To examine ways of increasing organ donation, the Israeli National Transplant Council established a committee of stakeholders and relevant experts to give recommendations. The committee included transplant physicians and coordinators, lawyers, philosophers, ethicists, and representatives of the main religions. The discussions of the committee resulted in a new law, the Organ Transplant Act 2008, which governs a range of activities in relation to both deceased and living donation that came into effect in January 2010 (6). Within the new law, a pioneering priority points system is introduced, intended to motivate individuals to sign donor cards or to consent to donations of the organs of deceased first-degree relatives. The latter is of great importance because the Israeli approach to organ donation is based on an opt-in system in which the consent of first-degree relatives is obtained in practice even when the deceased has signed a donor card (7). Although a variety of incentives for organ donation, including the allocation of bonus priority points, have been considered elsewhere (8–11), Israel is the first country to implement a system which incorporates these (12).
The Israeli Act does not enshrine the details of a priority points system into statute but rather sets them out at a policy level (13, 14). Section 9(b)4 of the Act authorizes the Steering Committee for the National Transplant Center to “draw up directives in the matter of the allocation of organs” (6). When drawing up these directives, the Act stipulates that the Committee must take into account consent to postmortem donation given during a person’s lifetime, actual deceased donations of first-degree relatives, and undirected living donations (6). It is on the basis of these statutory provisions that the new scheme has been devised based on a tiered system of priority that includes the following: (a) maximum priority; (b) regular priority; and (c) second priority (13, 14). Maximum priority is granted to candidates if (a) consent has been given for organ donation from a deceased first-degree relative or (b) they donated a kidney, a liver lobe, or a lung lobe in the course of their life to a nonspecified recipient. Regular priority is granted to candidates who hold a donor card, that is, those who have consented to donate their organs after their death. Second priority is granted to candidates with a first-degree relative who holds a donor card, even if they do not hold a donor card themselves. The rationale behind this principle is that in the past, Israelis who signed a card have systematically consented to donate the organs of a first-degree relative after death, even if the deceased herself did not sign a card. We should note, however, that priority points are given for only one relative and cannot be accumulated if more than one relative has signed a donor card.
Hence, potential donors and their first-degree relatives receive priority points should they need an organ. Those who already hold an organ donor card or who signed up for one before December 31, 2011 will be entitled to their priority points after a waiting period of 1 year and those who signed up after that date will be eligible after a waiting period of 3 years (15). In relation to living donation, those who direct their organ to a particular recipient receive no priority, while those who donate to an unspecified recipient receive maximum priority points should they ever need an organ. Points cannot be accumulated if an individual falls under more than one criterion. In such a case, the highest number of points obtained through any one criterion prevails. Thus, the points system acts as a tie breaker in allocating an organ to patients of equal medical need.
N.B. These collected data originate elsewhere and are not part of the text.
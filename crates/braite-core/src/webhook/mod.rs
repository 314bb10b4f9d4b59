//! Chat-platform webhook handling.
//!
//! `intake` classifies raw updates, `dispatcher` turns accepted updates into
//! background reply jobs, and `transport` is the outbound delivery port.

pub mod dispatcher;
pub mod intake;
pub mod transport;

pub use dispatcher::{DispatchSettings, WebhookDispatcher};
pub use intake::{Intake, classify};
pub use transport::MessageTransport;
Organs are generally considered a scarce societal resource. Justice and fairness require that those who are willing to accept an organ would be willing to donate one as well. The new Israeli priority point system rewards those who are willing to donate an organ with an increased chance of receiving one (5). In doing so, it is meant to rectify what is perceived as the unfairness of “free-riders”—those who refuse to donate for religious (or other) reasons, but yet are willing to receive an organ when they need one (5). However, a few elements of the new system raise ethical concerns. This article describes these concerns and proposes ways to address them to improve the system.
NUMBER OF FIRST-DEGREE RELATIVES
Israel has a family refusal rate of 50.8% (16). Attempting to improve this figure, the new priority points system allows first-degree relatives to gain maximum priority points when they consent to the donation of a deceased relative’s organs. However, this provision means that one’s chances of obtaining priority points depend on how many first-degree relatives a person has. Moreover, the new system gives second priority to first-degree relatives of a potential donor (an individual who has signed a donor card). This potentially disadvantages those with fewer siblings. If a person has not signed a donor card but has one or more siblings who have done so, they would receive priority points, whereas someone without siblings has no such safety net. As such, the system gives a comparative advantage to those who have (more) siblings, something which is beyond a person’s control. This aspect of the allocation system thus involves an element of unfairness.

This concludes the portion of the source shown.